After 23 years in tech, the former Facebook and Microsoft exec Philip Su felt paralyzed by burnout.
He quit his CEO job and began working 11-hour warehouse shifts for Amazon during its busiest season.
He says the rigid schedule and grueling physical labor helped pull him out of depressive episodes.
This as-told-to essay is based on a conversation with Philip Su, a former Facebook and Microsoft exec and CEO who took an Amazon warehouse job after a 23-year tech career left him "paralyzed" by depression and burnout. His words have been edited for length and clarity.
I'd started a nonprofit in Seattle in 2018, building free software for global health, and I'd run it for three years. But during that last year, I really struggled with seasonal depression — something I'd been dealing with for probably 20-plus years living in Seattle. I wasn't sleeping well at all and was feeling very down. I decided to step away and focus on getting better.

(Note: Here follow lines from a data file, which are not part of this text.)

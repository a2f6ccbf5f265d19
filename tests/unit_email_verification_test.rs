use async_trait::async_trait;
use chrono::Utc;
use millrace::core::MillraceError;
use millrace::jobs::{
    EmailVerificationHandler, JOB_TYPE_EMAIL_VERIFICATION, Mailer, verification_job,
};
use millrace::queue::{Job, JobError, JobHandler, JobStatus};
use std::sync::Arc;
use std::time::Duration;
use tokio_util::sync::CancellationToken;

struct RecordingMailer {
    sent: parking_lot::Mutex<Vec<(String, String)>>,
    fail: bool,
}

#[async_trait]
impl Mailer for RecordingMailer {
    async fn send(&self, to: &str, subject: &str, _body: &str) -> Result<(), MillraceError> {
        if self.fail {
            return Err(MillraceError::Mailer("smtp unreachable".to_string()));
        }
        self.sent.lock().push((to.to_string(), subject.to_string()));
        Ok(())
    }
}

fn job_with_payload(payload: &[u8]) -> Job {
    let now = Utc::now();
    Job {
        id: 1,
        job_type: JOB_TYPE_EMAIL_VERIFICATION.to_string(),
        payload: payload.to_vec(),
        payload_extra: Vec::new(),
        cooldown_bucket: 0,
        status: JobStatus::Processing,
        attempts: 0,
        max_attempts: 3,
        created_at: now,
        updated_at: now,
        scheduled_for: now,
        locked_at: Some(now),
        completed_at: None,
        last_error: None,
        recurrent: false,
        interval: Duration::ZERO,
    }
}

#[tokio::test]
async fn test_delivers_through_mailer() {
    let mailer = Arc::new(RecordingMailer {
        sent: parking_lot::Mutex::new(Vec::new()),
        fail: false,
    });
    let handler = EmailVerificationHandler::new(mailer.clone());

    handler
        .handle(&job_with_payload(b"user@example.com"), CancellationToken::new())
        .await
        .unwrap();

    let sent = mailer.sent.lock().clone();
    assert_eq!(sent.len(), 1);
    assert_eq!(sent[0].0, "user@example.com");
}

#[tokio::test]
async fn test_malformed_payload_is_permanent() {
    let mailer = Arc::new(RecordingMailer {
        sent: parking_lot::Mutex::new(Vec::new()),
        fail: false,
    });
    let handler = EmailVerificationHandler::new(mailer);

    let err = handler
        .handle(&job_with_payload(b"\xff\xfe"), CancellationToken::new())
        .await
        .unwrap_err();
    assert!(matches!(err, JobError::Permanent(_)));

    let handler_err = EmailVerificationHandler::new(Arc::new(RecordingMailer {
        sent: parking_lot::Mutex::new(Vec::new()),
        fail: false,
    }))
    .handle(&job_with_payload(b"not-an-address"), CancellationToken::new())
    .await
    .unwrap_err();
    assert!(matches!(handler_err, JobError::Permanent(_)));
}

#[tokio::test]
async fn test_mailer_failure_is_retryable() {
    let mailer = Arc::new(RecordingMailer {
        sent: parking_lot::Mutex::new(Vec::new()),
        fail: true,
    });
    let handler = EmailVerificationHandler::new(mailer);

    let err = handler
        .handle(&job_with_payload(b"user@example.com"), CancellationToken::new())
        .await
        .unwrap_err();
    assert!(matches!(err, JobError::Retryable(_)));
}

#[tokio::test]
async fn test_cancellation_defers_delivery() {
    let mailer = Arc::new(RecordingMailer {
        sent: parking_lot::Mutex::new(Vec::new()),
        fail: false,
    });
    let handler = EmailVerificationHandler::new(mailer.clone());

    let cancel = CancellationToken::new();
    cancel.cancel();
    let err = handler
        .handle(&job_with_payload(b"user@example.com"), cancel)
        .await
        .unwrap_err();
    assert!(matches!(err, JobError::Retryable(_)));
    assert!(mailer.sent.lock().is_empty());
}

#[test]
fn test_verification_job_shape() {
    let job = verification_job("user@example.com", Duration::from_secs(900), 5);
    assert_eq!(job.job_type, JOB_TYPE_EMAIL_VERIFICATION);
    assert_eq!(job.payload, b"user@example.com");
    assert_eq!(job.cooldown, Duration::from_secs(900));
    assert_eq!(job.max_attempts, 5);
    assert!(!job.recurrent);
}
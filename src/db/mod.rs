// src/db/mod.rs

//! Connection pool construction and schema bootstrap for the embedded store.

pub mod schema;

use crate::core::MillraceError;
use chrono::{DateTime, SecondsFormat, Utc};
use sqlx::sqlite::{SqliteConnectOptions, SqliteJournalMode, SqlitePoolOptions};
use sqlx::{Executor, SqlitePool};
use std::path::Path;
use std::time::Duration;
use tracing::info;

/// Knobs that must exist before any configuration can be read, since the
/// configuration itself lives in this store.
#[derive(Debug, Clone)]
pub struct DbOptions {
    pub path: String,
    pub busy_timeout: Duration,
}

impl Default for DbOptions {
    fn default() -> Self {
        Self {
            path: "millrace.db".to_string(),
            busy_timeout: Duration::from_millis(5000),
        }
    }
}

/// Opens the store with write-ahead logging and a pool sized to the number of
/// hardware threads, then applies the embedded schema.
pub async fn connect(options: &DbOptions) -> Result<SqlitePool, MillraceError> {
    let connect_options = SqliteConnectOptions::new()
        .filename(Path::new(&options.path))
        .create_if_missing(true)
        .journal_mode(SqliteJournalMode::Wal)
        .busy_timeout(options.busy_timeout)
        .foreign_keys(true);

    let max_connections = std::thread::available_parallelism()
        .map(|n| n.get() as u32)
        .unwrap_or(4);

    let pool = SqlitePoolOptions::new()
        .max_connections(max_connections)
        .connect_with(connect_options)
        .await?;

    pool.execute(sqlx::raw_sql(schema::SCHEMA)).await?;
    info!(
        "Store opened at '{}' (WAL, {} connections).",
        options.path, max_connections
    );
    Ok(pool)
}

/// Canonical timestamp encoding: RFC-3339 UTC with fixed-width microseconds,
/// which keeps lexicographic and chronological order identical.
pub fn encode_ts(ts: DateTime<Utc>) -> String {
    ts.to_rfc3339_opts(SecondsFormat::Micros, true)
}

pub fn decode_ts(raw: &str) -> Result<DateTime<Utc>, MillraceError> {
    DateTime::parse_from_rfc3339(raw)
        .map(|dt| dt.with_timezone(&Utc))
        .map_err(|e| MillraceError::Internal(format!("malformed timestamp '{raw}': {e}")))
}

/// Pool contention and lock timeouts are worth one local retry before the
/// error is surfaced.
pub fn is_transient(e: &sqlx::Error) -> bool {
    match e {
        sqlx::Error::PoolTimedOut => true,
        sqlx::Error::Database(db_err) => {
            let msg = db_err.message();
            msg.contains("locked") || msg.contains("busy")
        }
        _ => false,
    }
}

#[cfg(test)]
mod tests {
    use super::*;
    use chrono::SubsecRound;

    #[test]
    fn test_timestamp_round_trip_preserves_order() {
        let a = Utc::now();
        let b = a + chrono::Duration::microseconds(1);
        let (ea, eb) = (encode_ts(a), encode_ts(b));
        assert!(ea < eb);
        assert_eq!(decode_ts(&ea).unwrap(), a.trunc_subsecs(6));
    }
}
// src/core/provider.rs

//! Holds the currently active configuration snapshot behind an atomic pointer.

use crate::core::snapshot::Snapshot;
use arc_swap::ArcSwap;
use std::sync::Arc;

/// The single owner of the active [`Snapshot`].
///
/// `get` and `replace` are lock-free; `replace` is the only write path and is
/// called from the reload operation. Every subsystem reads its configuration
/// through a provider reference; nothing reaches for a process global.
#[derive(Debug)]
pub struct ConfigProvider {
    current: ArcSwap<Snapshot>,
}

impl ConfigProvider {
    pub fn new(snapshot: Snapshot) -> Self {
        Self {
            current: ArcSwap::from_pointee(snapshot),
        }
    }

    /// Returns the current snapshot. The returned `Arc` stays valid across a
    /// concurrent `replace`; callers wanting fresh values must call `get`
    /// again.
    pub fn get(&self) -> Arc<Snapshot> {
        self.current.load_full()
    }

    /// Atomically publishes a new snapshot. In-flight readers keep the
    /// snapshot they already loaded.
    pub fn replace(&self, snapshot: Snapshot) {
        self.current.store(Arc::new(snapshot));
    }
}
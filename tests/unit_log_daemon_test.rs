use chrono::Utc;
use millrace::db::{self, DbOptions};
use millrace::logging::{LogBridge, LogRecord};
use millrace::store::LogStore;
use millrace::tasks::LogDaemon;
use sqlx::{Row, SqlitePool};
use std::time::Duration;
use tempfile::TempDir;
use tokio::sync::{broadcast, mpsc};
use tracing_subscriber::prelude::*;

async fn setup() -> (TempDir, SqlitePool) {
    let dir = tempfile::tempdir().unwrap();
    let options = DbOptions {
        path: dir.path().join("logs.db").to_string_lossy().into_owned(),
        ..DbOptions::default()
    };
    let pool = db::connect(&options).await.unwrap();
    (dir, pool)
}

fn record(message: &str) -> LogRecord {
    LogRecord {
        level: 2,
        message: message.to_string(),
        fields: b"{}".to_vec(),
        created_at: Utc::now(),
    }
}

async fn persisted_messages(pool: &SqlitePool) -> Vec<String> {
    sqlx::query("SELECT message FROM logs ORDER BY id ASC")
        .fetch_all(pool)
        .await
        .unwrap()
        .iter()
        .map(|row| row.get("message"))
        .collect()
}

#[tokio::test]
async fn test_ping_answers_on_an_open_store() {
    let (_dir, pool) = setup().await;
    LogStore::new(pool).ping().await.unwrap();
}

#[tokio::test]
async fn test_daemon_drains_everything_on_shutdown() {
    let (_dir, pool) = setup().await;
    let (tx, rx) = mpsc::channel(64);
    let (shutdown_tx, _) = broadcast::channel(1);

    let daemon = LogDaemon::new(
        LogStore::new(pool.clone()),
        rx,
        LogBridge::new(),
        10,
        Duration::from_millis(200),
    );
    let handle = tokio::spawn(daemon.run(shutdown_tx.subscribe()));

    for i in 0..25 {
        tx.send(record(&format!("record {i}"))).await.unwrap();
    }
    shutdown_tx.send(()).unwrap();
    handle.await.unwrap();

    let messages = persisted_messages(&pool).await;
    assert_eq!(messages.len(), 25);
    // Production order survives batching.
    for (i, message) in messages.iter().enumerate() {
        assert_eq!(message, &format!("record {i}"));
    }
}

#[tokio::test]
async fn test_daemon_flushes_when_batch_fills() {
    let (_dir, pool) = setup().await;
    let (tx, rx) = mpsc::channel(64);
    let (shutdown_tx, _) = broadcast::channel(1);

    // Long flush interval: only the size threshold can trigger the insert.
    let daemon = LogDaemon::new(
        LogStore::new(pool.clone()),
        rx,
        LogBridge::new(),
        5,
        Duration::from_secs(60),
    );
    let handle = tokio::spawn(daemon.run(shutdown_tx.subscribe()));

    for i in 0..5 {
        tx.send(record(&format!("batched {i}"))).await.unwrap();
    }
    tokio::time::sleep(Duration::from_millis(200)).await;
    assert_eq!(persisted_messages(&pool).await.len(), 5);

    shutdown_tx.send(()).unwrap();
    handle.await.unwrap();
}

#[tokio::test]
async fn test_daemon_flushes_partial_batch_on_interval() {
    let (_dir, pool) = setup().await;
    let (tx, rx) = mpsc::channel(64);
    let (shutdown_tx, _) = broadcast::channel(1);

    let daemon = LogDaemon::new(
        LogStore::new(pool.clone()),
        rx,
        LogBridge::new(),
        100,
        Duration::from_millis(100),
    );
    let handle = tokio::spawn(daemon.run(shutdown_tx.subscribe()));

    tx.send(record("lonely")).await.unwrap();
    tokio::time::sleep(Duration::from_millis(400)).await;
    assert_eq!(persisted_messages(&pool).await, vec!["lonely".to_string()]);

    shutdown_tx.send(()).unwrap();
    handle.await.unwrap();
}

#[tokio::test]
async fn test_daemon_exits_when_channel_closes() {
    let (_dir, pool) = setup().await;
    let (tx, rx) = mpsc::channel(64);
    let (shutdown_tx, _) = broadcast::channel(1);

    let daemon = LogDaemon::new(
        LogStore::new(pool.clone()),
        rx,
        LogBridge::new(),
        100,
        Duration::from_secs(60),
    );
    let handle = tokio::spawn(daemon.run(shutdown_tx.subscribe()));

    tx.send(record("last words")).await.unwrap();
    drop(tx);
    handle.await.unwrap();

    assert_eq!(persisted_messages(&pool).await, vec!["last words".to_string()]);
}

#[tokio::test]
async fn test_bridge_drops_newest_when_channel_is_full() {
    let (tx, mut rx) = mpsc::channel(2);
    let bridge = LogBridge::new();
    bridge.install(tx, 0);

    let subscriber = tracing_subscriber::registry().with(bridge.clone());
    tracing::subscriber::with_default(subscriber, || {
        for i in 0..5 {
            tracing::info!(sequence = i, "bridge event");
        }
    });

    assert_eq!(bridge.dropped(), 3);
    assert!(rx.try_recv().is_ok());
    assert!(rx.try_recv().is_ok());
    assert!(rx.try_recv().is_err());
    assert_eq!(bridge.take_dropped(), 3);
    assert_eq!(bridge.dropped(), 0);
}

#[tokio::test]
async fn test_bridge_respects_min_level_and_skips_sqlx() {
    let (tx, mut rx) = mpsc::channel(16);
    let bridge = LogBridge::new();
    // warn and above.
    bridge.install(tx, 3);

    let subscriber = tracing_subscriber::registry().with(bridge.clone());
    tracing::subscriber::with_default(subscriber, || {
        tracing::info!("below threshold");
        tracing::warn!("kept");
        tracing::error!(target: "sqlx::query", "statement noise");
    });

    let record = rx.try_recv().unwrap();
    assert_eq!(record.message, "kept");
    assert_eq!(record.level, 3);
    assert!(rx.try_recv().is_err());
}
// src/tasks/cache_sweeper.rs

//! Periodically drops expired entries from the block cache so long-quiet
//! offenders do not pin memory until their next request.

use crate::core::cache::Cache;
use std::net::IpAddr;
use std::sync::Arc;
use std::time::Duration;
use tokio::sync::broadcast;
use tracing::{debug, info};

/// The interval at which the sweeper runs its cycle.
const SWEEP_INTERVAL: Duration = Duration::from_secs(30);

pub struct CacheSweeper {
    cache: Arc<dyn Cache<IpAddr, ()>>,
}

impl CacheSweeper {
    pub fn new(cache: Arc<dyn Cache<IpAddr, ()>>) -> Self {
        Self { cache }
    }

    pub async fn run(self, mut shutdown_rx: broadcast::Receiver<()>) {
        info!("Block cache sweeper started.");
        let mut interval = tokio::time::interval(SWEEP_INTERVAL);
        loop {
            tokio::select! {
                _ = interval.tick() => {
                    let removed = self.cache.purge_expired();
                    if removed > 0 {
                        debug!(removed, "Swept expired block cache entries.");
                    }
                }
                _ = shutdown_rx.recv() => {
                    info!("Block cache sweeper shutting down.");
                    return;
                }
            }
        }
    }
}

But after being unemployed for a good six to eight months, I actually ended up feeling even worse. I sometimes wouldn't get out of bed until noon or even 2 p.m. I was really low.
I decided to take a warehouse job at Amazon
It felt like the one thing I really needed for myself was some structure — wake-up times, some exercise — just to get out there somehow. And I was curious about Amazon for a few reasons.
First, in addition to having been an Amazon customer for like 25 years, I was curious about robotization and what it's doing to our society and future of work. I've been convinced that robots will put us all out of jobs.
I was honestly also a little skeptical of the articles you read about employees being unable to pee and other things [about workplace conditions]. Part of me wondered, could it really be that bad? Lastly, I wanted to understand my own sort of societal footprint when it comes to my own consumption, and what that means for employees — for people's lives.
In November 2021, I applied to work at the local warehouse, which also happens to be Amazon's flagship here in Seattle. I got the job.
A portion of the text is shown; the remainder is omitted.